● REQUIRED WORK: Return verbatim every line from the first line of the data below to the line that contains "without emitting any", inclusive, and no further.

(DATA EXTRACT begins)

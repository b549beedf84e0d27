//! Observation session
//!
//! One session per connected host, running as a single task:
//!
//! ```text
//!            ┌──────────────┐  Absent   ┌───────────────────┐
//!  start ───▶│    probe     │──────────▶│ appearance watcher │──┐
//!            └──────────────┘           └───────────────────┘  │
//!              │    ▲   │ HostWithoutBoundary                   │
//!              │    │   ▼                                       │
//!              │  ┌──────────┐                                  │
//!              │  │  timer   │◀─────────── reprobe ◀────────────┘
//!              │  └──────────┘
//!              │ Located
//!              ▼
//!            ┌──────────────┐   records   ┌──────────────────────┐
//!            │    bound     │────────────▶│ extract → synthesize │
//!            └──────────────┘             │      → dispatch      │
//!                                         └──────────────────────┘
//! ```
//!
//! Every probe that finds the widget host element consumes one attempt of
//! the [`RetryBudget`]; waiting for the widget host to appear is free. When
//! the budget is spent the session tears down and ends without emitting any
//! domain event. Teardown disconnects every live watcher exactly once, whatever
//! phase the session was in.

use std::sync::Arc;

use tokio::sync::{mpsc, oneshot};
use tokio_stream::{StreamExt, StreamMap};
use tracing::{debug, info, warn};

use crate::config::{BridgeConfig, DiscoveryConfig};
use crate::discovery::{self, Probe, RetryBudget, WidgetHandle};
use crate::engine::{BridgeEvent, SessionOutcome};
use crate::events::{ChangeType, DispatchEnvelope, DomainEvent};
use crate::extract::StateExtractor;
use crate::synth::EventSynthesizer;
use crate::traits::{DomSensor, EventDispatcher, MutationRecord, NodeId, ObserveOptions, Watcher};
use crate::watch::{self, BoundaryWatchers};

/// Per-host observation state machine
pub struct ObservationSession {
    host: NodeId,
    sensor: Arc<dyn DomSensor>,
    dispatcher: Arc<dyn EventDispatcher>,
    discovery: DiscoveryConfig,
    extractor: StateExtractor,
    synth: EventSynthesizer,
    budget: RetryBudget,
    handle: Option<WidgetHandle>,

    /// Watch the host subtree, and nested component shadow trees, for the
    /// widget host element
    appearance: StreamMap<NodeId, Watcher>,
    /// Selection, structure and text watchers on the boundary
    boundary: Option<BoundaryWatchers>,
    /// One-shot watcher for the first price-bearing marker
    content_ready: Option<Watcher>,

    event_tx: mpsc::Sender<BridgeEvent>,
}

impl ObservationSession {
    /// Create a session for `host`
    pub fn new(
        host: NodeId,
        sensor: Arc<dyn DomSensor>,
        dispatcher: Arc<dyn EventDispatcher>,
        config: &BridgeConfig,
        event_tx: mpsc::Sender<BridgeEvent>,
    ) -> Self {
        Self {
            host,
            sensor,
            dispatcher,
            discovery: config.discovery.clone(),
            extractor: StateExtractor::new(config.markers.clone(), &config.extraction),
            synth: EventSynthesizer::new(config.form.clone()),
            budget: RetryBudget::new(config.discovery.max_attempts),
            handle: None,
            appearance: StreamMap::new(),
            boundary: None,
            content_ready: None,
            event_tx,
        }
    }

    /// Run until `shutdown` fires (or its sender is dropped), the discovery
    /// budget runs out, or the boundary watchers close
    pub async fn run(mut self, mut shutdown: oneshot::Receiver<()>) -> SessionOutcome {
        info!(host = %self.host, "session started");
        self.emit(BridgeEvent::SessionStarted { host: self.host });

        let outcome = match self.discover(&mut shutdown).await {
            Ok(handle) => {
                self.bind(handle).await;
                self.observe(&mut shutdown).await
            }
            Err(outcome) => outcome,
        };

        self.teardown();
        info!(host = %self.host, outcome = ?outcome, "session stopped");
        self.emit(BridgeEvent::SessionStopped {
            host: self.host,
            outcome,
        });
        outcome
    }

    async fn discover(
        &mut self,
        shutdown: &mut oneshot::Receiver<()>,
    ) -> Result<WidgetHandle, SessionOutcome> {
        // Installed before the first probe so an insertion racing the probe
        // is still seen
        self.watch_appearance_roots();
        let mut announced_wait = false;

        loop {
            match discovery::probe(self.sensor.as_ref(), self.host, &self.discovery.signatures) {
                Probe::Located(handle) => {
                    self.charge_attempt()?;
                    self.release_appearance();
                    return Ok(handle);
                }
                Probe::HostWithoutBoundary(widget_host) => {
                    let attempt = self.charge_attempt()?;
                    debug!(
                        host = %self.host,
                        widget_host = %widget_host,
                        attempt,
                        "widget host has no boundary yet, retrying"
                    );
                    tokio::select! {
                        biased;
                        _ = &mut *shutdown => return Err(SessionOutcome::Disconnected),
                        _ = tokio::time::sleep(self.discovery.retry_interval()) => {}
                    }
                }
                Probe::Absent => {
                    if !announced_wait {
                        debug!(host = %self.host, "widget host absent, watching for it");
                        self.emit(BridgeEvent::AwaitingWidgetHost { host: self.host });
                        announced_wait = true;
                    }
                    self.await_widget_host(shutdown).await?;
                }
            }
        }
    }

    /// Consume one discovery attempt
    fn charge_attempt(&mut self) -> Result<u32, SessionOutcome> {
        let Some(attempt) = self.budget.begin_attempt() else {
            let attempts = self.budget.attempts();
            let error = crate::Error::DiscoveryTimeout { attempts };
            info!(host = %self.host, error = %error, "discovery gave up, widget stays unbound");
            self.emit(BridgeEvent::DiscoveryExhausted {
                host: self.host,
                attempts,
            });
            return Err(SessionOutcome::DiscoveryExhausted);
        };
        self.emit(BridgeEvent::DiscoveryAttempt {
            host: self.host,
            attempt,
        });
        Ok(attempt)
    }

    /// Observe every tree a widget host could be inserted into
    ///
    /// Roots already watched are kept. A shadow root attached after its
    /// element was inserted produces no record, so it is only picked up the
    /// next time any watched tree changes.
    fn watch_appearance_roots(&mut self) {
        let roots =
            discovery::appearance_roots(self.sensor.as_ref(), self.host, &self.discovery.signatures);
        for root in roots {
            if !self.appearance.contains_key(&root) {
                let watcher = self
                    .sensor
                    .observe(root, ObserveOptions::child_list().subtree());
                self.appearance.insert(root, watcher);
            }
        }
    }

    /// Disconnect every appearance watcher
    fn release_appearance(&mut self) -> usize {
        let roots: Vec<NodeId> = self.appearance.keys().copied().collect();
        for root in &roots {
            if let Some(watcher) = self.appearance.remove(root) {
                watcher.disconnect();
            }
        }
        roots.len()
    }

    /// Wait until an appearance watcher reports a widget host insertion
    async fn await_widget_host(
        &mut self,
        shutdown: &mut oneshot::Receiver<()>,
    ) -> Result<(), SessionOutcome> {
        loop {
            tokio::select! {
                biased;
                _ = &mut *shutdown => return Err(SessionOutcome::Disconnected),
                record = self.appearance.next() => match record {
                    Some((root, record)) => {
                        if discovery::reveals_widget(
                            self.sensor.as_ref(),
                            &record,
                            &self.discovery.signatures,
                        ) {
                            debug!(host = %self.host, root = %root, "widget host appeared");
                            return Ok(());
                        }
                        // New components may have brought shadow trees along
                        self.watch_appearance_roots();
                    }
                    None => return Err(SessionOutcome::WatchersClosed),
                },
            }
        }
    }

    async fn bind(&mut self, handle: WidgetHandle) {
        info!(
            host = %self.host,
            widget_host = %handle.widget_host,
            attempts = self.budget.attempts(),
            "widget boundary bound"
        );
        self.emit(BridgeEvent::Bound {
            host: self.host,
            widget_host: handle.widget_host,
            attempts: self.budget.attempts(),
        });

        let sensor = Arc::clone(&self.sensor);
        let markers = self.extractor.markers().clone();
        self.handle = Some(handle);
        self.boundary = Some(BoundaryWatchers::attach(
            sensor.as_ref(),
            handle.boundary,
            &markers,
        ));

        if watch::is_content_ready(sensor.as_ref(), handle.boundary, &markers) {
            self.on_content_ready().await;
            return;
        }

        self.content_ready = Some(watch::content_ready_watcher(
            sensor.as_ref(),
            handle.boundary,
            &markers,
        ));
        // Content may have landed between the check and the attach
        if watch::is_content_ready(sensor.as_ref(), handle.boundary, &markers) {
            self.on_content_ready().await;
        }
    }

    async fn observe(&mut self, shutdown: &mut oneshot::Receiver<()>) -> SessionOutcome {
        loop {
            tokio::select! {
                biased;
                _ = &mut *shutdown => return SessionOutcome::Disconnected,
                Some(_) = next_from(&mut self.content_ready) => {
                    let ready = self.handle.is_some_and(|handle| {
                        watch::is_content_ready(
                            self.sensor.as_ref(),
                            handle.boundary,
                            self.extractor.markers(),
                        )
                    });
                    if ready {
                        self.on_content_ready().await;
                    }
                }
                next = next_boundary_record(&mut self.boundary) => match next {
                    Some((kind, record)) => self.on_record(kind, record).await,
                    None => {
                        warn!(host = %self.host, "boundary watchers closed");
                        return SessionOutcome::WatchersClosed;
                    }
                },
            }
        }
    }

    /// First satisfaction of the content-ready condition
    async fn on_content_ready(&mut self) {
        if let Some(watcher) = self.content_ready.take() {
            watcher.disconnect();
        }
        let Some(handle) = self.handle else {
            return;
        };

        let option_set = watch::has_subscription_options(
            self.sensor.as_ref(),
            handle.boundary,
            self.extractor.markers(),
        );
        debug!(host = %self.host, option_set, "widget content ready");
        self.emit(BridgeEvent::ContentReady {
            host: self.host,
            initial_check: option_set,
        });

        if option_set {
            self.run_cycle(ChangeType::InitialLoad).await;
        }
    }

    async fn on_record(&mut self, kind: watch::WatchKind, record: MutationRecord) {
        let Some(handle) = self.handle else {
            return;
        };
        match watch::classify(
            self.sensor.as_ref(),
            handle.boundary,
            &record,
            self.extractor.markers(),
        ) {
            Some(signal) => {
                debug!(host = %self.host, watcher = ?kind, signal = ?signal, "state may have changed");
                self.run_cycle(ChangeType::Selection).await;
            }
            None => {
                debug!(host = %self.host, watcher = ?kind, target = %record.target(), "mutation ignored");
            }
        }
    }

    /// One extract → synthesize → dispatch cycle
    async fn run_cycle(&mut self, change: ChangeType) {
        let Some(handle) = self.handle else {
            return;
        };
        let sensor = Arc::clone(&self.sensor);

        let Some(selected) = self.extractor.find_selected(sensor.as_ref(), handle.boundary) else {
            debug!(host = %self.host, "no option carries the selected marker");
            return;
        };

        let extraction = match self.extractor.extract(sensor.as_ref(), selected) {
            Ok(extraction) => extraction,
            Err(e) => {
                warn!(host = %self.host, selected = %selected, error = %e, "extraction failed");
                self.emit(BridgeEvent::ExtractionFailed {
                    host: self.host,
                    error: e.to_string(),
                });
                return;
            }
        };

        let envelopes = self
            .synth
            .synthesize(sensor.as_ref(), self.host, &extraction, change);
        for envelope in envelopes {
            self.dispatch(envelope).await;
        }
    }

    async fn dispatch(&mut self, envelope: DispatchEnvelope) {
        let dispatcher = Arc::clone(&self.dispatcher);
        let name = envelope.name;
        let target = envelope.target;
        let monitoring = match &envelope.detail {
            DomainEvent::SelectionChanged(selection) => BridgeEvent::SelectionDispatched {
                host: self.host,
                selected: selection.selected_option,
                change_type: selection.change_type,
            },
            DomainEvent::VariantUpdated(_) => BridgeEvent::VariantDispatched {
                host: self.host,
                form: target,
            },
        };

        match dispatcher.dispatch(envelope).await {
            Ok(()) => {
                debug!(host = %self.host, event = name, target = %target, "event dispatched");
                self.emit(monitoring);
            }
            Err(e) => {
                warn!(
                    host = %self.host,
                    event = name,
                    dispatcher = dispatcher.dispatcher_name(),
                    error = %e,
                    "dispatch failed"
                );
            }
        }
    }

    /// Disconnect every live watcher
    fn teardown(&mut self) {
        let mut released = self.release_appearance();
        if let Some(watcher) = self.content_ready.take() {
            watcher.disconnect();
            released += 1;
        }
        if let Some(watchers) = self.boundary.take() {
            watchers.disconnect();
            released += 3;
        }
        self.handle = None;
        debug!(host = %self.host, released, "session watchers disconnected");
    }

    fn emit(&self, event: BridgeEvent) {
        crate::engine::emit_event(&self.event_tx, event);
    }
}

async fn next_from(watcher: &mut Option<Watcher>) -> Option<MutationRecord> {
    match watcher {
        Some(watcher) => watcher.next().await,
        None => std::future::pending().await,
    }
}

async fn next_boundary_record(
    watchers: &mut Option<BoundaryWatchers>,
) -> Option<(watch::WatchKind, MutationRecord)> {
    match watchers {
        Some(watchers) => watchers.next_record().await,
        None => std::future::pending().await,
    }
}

(DATA EXTRACT ends)

● REPLY:
repository b549beedf84e0d27
//! Observation session
//!
//! One session per connected host, running as a single task:
//!
//! ```text
//!            ┌──────────────┐  Absent   ┌───────────────────┐
//!  start ───▶│    probe     │──────────▶│ appearance watcher │──┐
//!            └──────────────┘           └───────────────────┘  │
//!              │    ▲   │ HostWithoutBoundary                   │
//!              │    │   ▼                                       │
//!              │  ┌──────────┐                                  │
//!              │  │  timer   │◀─────────── reprobe ◀────────────┘
//!              │  └──────────┘
//!              │ Located
//!              ▼
//!            ┌──────────────┐   records   ┌──────────────────────┐
//!            │    bound     │────────────▶│ extract → synthesize │
//!            └──────────────┘             │      → dispatch      │
//!                                         └──────────────────────┘
//! ```
//!
//! Every probe that finds the widget host element consumes one attempt of
//! the [`RetryBudget`]; waiting for the widget host to appear is free. When
//! the budget is spent the session tears down and ends without emitting any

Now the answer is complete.